PMS is a condition known to turn women into aliens. Boyfriends know it. Husbands know it.
Women may cry for no reason at all. She is irritable, hard to get along with and will complain that she is getting fat and bloated.
This is not an imaginary ailment. The symptoms are truly disabling for some.
What is PMS?
PMS or premenstrual syndrome is defined a recurrent hormonal fluctuation in the female menstrual cycle that leads to physical, psychological and behavioral changes.
It occurs one to two weeks before a woman’s period.
Some of the physical manifestations of PMS include acne, swollen or tender breasts, joint pain, inability to sleep, feeling tired, constipation, diarrhea or upset stomach, food cravings and changes in appetite.
Aside from irritability, other emotional symptoms include depression, anxiety and mood swings.

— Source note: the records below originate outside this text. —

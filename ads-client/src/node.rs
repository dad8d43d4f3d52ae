//! Node identity for the ADS client.
//!
//! The identity is built once, eagerly, when the client configuration is
//! assembled. When no explicit id is configured one is synthesized from the
//! node type, the host's private address, the workload, the namespace and
//! the cluster domain, in the form
//! `sidecar~10.0.0.1~test.default~default.svc.cluster.local`.

use std::net::{IpAddr, Ipv4Addr, UdpSocket};

use serde::Deserialize;
use serde_json::{Map, Value};

use crate::message::Node;

const DEFAULT_NAMESPACE: &str = "default";
const DEFAULT_WORKLOAD: &str = "test";
const DEFAULT_NODE_TYPE: &str = "sidecar";
const DEFAULT_CLUSTER: &str = "svc.cluster.local";

/// Inputs for building a [`Node`].
///
/// Every field is optional; unset fields fall back to the defaults used by
/// istio-style control planes.
#[derive(Debug, Clone, Default, Deserialize)]
#[serde(default, rename_all = "camelCase")]
pub struct NodeConfig {
    /// Explicit node id. Overrides id synthesis entirely.
    pub node_id: Option<String>,
    /// Namespace, defaults to `default`.
    pub namespace: Option<String>,
    /// Workload name, defaults to `test`.
    pub workload: Option<String>,
    /// Node type, defaults to `sidecar`. `router` and `ingress` are also understood
    /// by most control planes.
    pub node_type: Option<String>,
    /// The address the control plane uses to locate this proxy's inbound config.
    /// Defaults to the host's private address, or `0.0.0.0` when none is found.
    pub ip: Option<IpAddr>,
    /// Cluster domain, defaults to `svc.cluster.local`.
    pub cluster: Option<String>,
    /// Additional metadata, passed through verbatim.
    pub metadata: Map<String, Value>,
}

impl NodeConfig {
    /// Create an empty configuration that uses every default.
    pub fn new() -> Self {
        Self::default()
    }

    /// Use an explicit node id.
    pub fn with_node_id(mut self, id: impl Into<String>) -> Self {
        self.node_id = Some(id.into());
        self
    }

    /// Set the namespace.
    pub fn with_namespace(mut self, namespace: impl Into<String>) -> Self {
        self.namespace = Some(namespace.into());
        self
    }

    /// Set the workload name.
    pub fn with_workload(mut self, workload: impl Into<String>) -> Self {
        self.workload = Some(workload.into());
        self
    }

    /// Set the node type.
    pub fn with_node_type(mut self, node_type: impl Into<String>) -> Self {
        self.node_type = Some(node_type.into());
        self
    }

    /// Set the node address.
    pub fn with_ip(mut self, ip: IpAddr) -> Self {
        self.ip = Some(ip);
        self
    }

    /// Set the cluster domain.
    pub fn with_cluster(mut self, cluster: impl Into<String>) -> Self {
        self.cluster = Some(cluster.into());
        self
    }

    /// Set the node metadata.
    pub fn with_metadata(mut self, metadata: Map<String, Value>) -> Self {
        self.metadata = metadata;
        self
    }

    /// Resolve the node id, synthesizing one if none was configured.
    pub fn id(&self) -> String {
        if let Some(id) = self.node_id.as_deref().filter(|id| !id.is_empty()) {
            return id.to_owned();
        }

        let namespace = self.namespace.as_deref().unwrap_or(DEFAULT_NAMESPACE);
        let workload = self.workload.as_deref().unwrap_or(DEFAULT_WORKLOAD);
        let node_type = self.node_type.as_deref().unwrap_or(DEFAULT_NODE_TYPE);
        let cluster = self.cluster.as_deref().unwrap_or(DEFAULT_CLUSTER);
        let ip = self.ip.unwrap_or_else(private_ip);

        format!("{node_type}~{ip}~{workload}.{namespace}~{namespace}.{cluster}")
    }

    /// Build the immutable [`Node`] sent with every request.
    pub fn build(&self) -> Node {
        Node {
            id: self.id(),
            metadata: self.metadata.clone(),
        }
    }
}

/// Returns the address the host would use for outbound traffic, or the
/// unspecified address when it has no non-loopback route.
///
/// The address is picked by routing toward `10.255.255.255`, not by listing
/// interfaces. A host whose only non-loopback interfaces have no route into
/// `10.0.0.0/8` (and no default route) therefore gets `0.0.0.0`, even though
/// it does own an address; pass one through [`NodeConfig::with_ip`] there.
/// Hosts with several interfaces get the one the kernel routes through
/// rather than whichever is listed first.
///
/// Connecting a UDP socket only selects a route; no packet is sent.
pub fn private_ip() -> IpAddr {
    let unspecified = IpAddr::V4(Ipv4Addr::UNSPECIFIED);
    let probe = || -> std::io::Result<IpAddr> {
        let socket = UdpSocket::bind((Ipv4Addr::UNSPECIFIED, 0))?;
        socket.connect((Ipv4Addr::new(10, 255, 255, 255), 1))?;
        Ok(socket.local_addr()?.ip())
    };

    match probe() {
        Ok(ip) if !ip.is_loopback() && !ip.is_unspecified() => ip,
        _ => unspecified,
    }
}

90% of women have experienced PMS
Sometimes, PMS leads to the deterioration of interpersonal relationships and hinders women from going about their normal daily activities.
All over the world, almost 90% of all women have experienced PMS at least once in their lifetime.
Of these women, 20% will have a monthly recurrence of mild-to-moderate symptoms while 10% will have severe symptoms leading to absence from work or school.
What causes PMS?
In the past, scientists attributed PMS to estrogen excess, estrogen withdrawal, progesterone deficiency, vitamin B6 deficiency, altered glucose metabolism and fluid-electrolyte imbalance.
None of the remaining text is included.